_INPUT MATERIAL_:
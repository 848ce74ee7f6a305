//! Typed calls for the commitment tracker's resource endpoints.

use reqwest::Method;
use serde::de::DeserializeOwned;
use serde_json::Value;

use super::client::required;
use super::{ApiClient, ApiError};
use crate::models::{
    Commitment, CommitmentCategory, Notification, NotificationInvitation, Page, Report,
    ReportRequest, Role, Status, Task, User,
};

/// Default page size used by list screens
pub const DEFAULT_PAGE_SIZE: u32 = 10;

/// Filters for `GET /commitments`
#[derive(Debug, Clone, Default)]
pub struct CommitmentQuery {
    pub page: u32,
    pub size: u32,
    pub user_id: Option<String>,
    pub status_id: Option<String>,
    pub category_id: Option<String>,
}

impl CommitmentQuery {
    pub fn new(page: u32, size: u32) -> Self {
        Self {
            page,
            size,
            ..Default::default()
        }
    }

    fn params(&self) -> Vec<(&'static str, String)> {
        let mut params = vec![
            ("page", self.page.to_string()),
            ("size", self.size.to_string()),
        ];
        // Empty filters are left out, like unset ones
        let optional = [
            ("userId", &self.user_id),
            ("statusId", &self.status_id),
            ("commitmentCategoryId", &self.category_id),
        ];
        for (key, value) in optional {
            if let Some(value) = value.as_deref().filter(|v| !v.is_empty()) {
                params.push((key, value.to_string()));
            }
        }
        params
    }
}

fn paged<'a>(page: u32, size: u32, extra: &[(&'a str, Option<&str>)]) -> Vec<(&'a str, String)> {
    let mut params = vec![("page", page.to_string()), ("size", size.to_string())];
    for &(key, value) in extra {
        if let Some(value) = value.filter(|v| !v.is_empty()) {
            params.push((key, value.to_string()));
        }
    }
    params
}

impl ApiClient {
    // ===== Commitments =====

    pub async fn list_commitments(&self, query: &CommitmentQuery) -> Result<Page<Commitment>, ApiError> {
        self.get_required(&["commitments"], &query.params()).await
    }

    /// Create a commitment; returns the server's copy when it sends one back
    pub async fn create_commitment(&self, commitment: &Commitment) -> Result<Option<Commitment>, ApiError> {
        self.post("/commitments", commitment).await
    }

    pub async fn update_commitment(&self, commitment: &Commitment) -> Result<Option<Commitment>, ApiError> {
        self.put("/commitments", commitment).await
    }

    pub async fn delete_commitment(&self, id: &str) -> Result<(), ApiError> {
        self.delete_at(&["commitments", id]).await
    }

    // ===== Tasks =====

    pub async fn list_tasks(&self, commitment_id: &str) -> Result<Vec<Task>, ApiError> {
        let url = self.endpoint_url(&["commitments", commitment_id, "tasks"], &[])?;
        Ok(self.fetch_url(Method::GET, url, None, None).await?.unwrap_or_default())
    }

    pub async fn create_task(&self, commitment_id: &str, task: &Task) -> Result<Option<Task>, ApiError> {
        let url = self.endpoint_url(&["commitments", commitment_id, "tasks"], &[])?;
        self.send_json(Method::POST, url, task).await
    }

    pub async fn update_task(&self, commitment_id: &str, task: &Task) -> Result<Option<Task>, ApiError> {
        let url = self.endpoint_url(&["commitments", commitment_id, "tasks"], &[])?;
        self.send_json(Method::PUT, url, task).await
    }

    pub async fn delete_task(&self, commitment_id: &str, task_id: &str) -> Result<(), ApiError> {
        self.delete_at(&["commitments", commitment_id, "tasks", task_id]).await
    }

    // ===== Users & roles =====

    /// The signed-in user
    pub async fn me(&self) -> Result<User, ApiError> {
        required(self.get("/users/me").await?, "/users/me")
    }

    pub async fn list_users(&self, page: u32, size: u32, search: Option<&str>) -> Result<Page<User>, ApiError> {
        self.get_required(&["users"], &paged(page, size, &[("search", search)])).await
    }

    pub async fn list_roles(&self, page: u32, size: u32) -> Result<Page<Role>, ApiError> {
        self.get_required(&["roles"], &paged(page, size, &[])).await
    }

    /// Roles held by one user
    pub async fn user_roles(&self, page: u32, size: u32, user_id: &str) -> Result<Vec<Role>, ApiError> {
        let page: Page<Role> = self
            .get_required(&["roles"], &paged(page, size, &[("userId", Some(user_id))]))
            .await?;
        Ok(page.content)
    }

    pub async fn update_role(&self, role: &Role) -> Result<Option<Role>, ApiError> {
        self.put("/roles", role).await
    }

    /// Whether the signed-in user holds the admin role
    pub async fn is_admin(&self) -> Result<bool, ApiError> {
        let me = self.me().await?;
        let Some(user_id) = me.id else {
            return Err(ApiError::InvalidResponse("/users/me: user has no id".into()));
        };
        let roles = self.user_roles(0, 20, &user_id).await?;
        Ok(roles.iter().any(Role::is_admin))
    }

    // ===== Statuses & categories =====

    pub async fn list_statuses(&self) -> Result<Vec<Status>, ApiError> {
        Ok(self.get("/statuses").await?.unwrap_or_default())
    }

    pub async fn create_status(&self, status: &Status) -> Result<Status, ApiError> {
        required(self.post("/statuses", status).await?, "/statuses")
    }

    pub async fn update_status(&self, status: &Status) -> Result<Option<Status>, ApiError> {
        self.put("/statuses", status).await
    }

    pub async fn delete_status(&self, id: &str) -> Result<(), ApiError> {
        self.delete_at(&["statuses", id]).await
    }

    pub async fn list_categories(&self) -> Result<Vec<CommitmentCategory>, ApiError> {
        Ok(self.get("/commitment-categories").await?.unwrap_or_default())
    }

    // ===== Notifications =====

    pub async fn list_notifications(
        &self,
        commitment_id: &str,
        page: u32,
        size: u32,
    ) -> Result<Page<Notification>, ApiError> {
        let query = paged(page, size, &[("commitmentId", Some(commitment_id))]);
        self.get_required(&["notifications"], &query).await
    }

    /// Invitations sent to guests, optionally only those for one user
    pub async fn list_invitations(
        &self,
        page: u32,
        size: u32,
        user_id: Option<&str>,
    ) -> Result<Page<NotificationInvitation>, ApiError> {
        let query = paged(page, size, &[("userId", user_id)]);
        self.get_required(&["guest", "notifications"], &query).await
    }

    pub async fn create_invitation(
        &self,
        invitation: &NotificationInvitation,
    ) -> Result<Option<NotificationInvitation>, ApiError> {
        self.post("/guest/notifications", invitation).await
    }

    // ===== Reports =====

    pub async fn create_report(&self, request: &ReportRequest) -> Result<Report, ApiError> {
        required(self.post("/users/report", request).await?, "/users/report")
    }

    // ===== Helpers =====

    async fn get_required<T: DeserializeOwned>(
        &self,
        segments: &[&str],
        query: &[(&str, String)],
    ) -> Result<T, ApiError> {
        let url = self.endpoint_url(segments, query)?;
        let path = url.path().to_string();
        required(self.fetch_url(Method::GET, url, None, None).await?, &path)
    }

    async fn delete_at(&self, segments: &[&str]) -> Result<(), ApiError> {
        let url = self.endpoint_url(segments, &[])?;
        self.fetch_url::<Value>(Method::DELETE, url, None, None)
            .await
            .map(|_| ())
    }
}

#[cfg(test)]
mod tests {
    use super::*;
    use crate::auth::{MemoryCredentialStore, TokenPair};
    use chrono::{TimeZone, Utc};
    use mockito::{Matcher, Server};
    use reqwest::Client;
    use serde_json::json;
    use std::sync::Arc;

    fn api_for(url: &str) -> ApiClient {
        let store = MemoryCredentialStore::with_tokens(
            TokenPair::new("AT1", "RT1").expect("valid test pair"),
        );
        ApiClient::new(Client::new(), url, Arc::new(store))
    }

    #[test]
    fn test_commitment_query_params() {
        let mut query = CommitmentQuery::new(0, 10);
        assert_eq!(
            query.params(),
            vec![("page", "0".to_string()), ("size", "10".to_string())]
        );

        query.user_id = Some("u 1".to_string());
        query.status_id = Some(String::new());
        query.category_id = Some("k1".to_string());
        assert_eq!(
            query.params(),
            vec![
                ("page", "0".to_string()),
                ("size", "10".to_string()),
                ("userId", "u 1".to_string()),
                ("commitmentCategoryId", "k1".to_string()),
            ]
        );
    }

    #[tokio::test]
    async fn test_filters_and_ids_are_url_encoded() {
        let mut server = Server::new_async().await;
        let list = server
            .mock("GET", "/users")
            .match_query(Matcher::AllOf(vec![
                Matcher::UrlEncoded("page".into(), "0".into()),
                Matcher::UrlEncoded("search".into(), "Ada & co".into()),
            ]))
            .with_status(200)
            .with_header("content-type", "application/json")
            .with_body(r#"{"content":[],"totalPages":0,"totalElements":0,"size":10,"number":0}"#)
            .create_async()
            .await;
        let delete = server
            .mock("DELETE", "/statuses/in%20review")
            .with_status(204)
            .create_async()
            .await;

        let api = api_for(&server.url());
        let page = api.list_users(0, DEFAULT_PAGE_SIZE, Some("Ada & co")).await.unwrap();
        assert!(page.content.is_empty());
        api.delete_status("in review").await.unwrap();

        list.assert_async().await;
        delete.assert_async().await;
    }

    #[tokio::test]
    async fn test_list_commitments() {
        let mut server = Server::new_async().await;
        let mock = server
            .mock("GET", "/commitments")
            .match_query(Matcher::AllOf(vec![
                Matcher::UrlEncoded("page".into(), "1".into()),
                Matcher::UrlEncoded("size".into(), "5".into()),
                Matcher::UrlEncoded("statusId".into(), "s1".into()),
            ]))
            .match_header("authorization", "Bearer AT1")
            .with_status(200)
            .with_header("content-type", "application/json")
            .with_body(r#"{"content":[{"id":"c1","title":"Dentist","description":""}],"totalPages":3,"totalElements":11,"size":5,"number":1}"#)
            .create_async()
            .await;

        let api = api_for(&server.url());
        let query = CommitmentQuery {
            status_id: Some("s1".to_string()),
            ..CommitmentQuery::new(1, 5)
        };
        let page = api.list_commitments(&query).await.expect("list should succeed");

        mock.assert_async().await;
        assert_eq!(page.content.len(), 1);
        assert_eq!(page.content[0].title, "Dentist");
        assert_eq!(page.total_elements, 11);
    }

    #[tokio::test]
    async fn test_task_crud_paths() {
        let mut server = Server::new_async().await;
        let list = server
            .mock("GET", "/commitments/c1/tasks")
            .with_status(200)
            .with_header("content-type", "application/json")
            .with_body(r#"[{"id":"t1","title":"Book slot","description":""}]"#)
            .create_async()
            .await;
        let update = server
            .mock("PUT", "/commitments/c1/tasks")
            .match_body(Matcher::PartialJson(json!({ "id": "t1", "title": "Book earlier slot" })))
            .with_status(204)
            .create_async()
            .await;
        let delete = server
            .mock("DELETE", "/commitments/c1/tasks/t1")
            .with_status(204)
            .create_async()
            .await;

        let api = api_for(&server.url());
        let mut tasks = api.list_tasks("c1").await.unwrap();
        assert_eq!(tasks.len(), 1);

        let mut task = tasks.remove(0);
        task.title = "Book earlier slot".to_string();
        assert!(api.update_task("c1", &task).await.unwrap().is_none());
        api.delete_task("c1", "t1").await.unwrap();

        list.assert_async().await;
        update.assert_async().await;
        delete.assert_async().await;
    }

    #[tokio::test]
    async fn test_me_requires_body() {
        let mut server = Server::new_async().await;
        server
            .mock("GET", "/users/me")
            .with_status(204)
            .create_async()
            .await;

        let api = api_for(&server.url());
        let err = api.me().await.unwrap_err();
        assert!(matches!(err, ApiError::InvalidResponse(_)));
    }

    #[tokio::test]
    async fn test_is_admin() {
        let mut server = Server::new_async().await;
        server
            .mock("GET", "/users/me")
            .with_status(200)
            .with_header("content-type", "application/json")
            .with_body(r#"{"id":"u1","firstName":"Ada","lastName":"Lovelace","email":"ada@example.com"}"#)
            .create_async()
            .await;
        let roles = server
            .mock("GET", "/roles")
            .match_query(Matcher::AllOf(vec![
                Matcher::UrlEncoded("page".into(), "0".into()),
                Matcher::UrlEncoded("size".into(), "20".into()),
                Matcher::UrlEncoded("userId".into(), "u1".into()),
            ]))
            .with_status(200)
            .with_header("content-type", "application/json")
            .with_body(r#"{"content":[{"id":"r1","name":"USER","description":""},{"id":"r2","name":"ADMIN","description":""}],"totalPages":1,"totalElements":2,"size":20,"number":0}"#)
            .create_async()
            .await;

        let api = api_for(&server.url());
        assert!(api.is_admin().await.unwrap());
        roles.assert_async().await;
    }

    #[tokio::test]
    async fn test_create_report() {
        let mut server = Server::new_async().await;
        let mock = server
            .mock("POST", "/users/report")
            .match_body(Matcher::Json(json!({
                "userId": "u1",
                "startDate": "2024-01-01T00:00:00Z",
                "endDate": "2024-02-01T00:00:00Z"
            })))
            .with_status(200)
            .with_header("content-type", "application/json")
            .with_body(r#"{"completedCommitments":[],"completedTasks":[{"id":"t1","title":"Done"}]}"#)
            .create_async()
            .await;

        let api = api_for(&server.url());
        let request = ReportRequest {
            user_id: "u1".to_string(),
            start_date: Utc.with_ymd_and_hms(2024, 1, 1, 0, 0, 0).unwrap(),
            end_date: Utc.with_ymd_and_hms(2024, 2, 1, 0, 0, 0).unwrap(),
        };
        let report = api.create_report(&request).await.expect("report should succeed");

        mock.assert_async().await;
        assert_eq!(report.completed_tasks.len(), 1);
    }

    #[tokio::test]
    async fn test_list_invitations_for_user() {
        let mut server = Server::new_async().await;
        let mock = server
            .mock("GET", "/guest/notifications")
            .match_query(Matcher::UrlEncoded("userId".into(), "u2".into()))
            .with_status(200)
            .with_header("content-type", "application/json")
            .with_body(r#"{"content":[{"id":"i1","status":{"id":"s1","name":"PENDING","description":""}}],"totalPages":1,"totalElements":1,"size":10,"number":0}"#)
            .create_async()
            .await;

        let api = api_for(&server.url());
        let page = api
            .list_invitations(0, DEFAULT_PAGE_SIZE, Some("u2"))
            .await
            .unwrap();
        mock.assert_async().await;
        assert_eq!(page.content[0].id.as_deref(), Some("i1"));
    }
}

_WHAT THE EXERCISE ASKS_:
Retype the listing from its first line onward, stopping after the line that contains "by list screens" has been retyped in full.

_YOUR RESPONSE_:
repository 848ce74ee7f6a305
//! Typed calls for the commitment tracker's resource endpoints.

use reqwest::Method;
use serde::de::DeserializeOwned;
use serde_json::Value;

use super::client::required;
use super::{ApiClient, ApiError};
use crate::models::{
    Commitment, CommitmentCategory, Notification, NotificationInvitation, Page, Report,
    ReportRequest, Role, Status, Task, User,
};

/// Default page size used by list screens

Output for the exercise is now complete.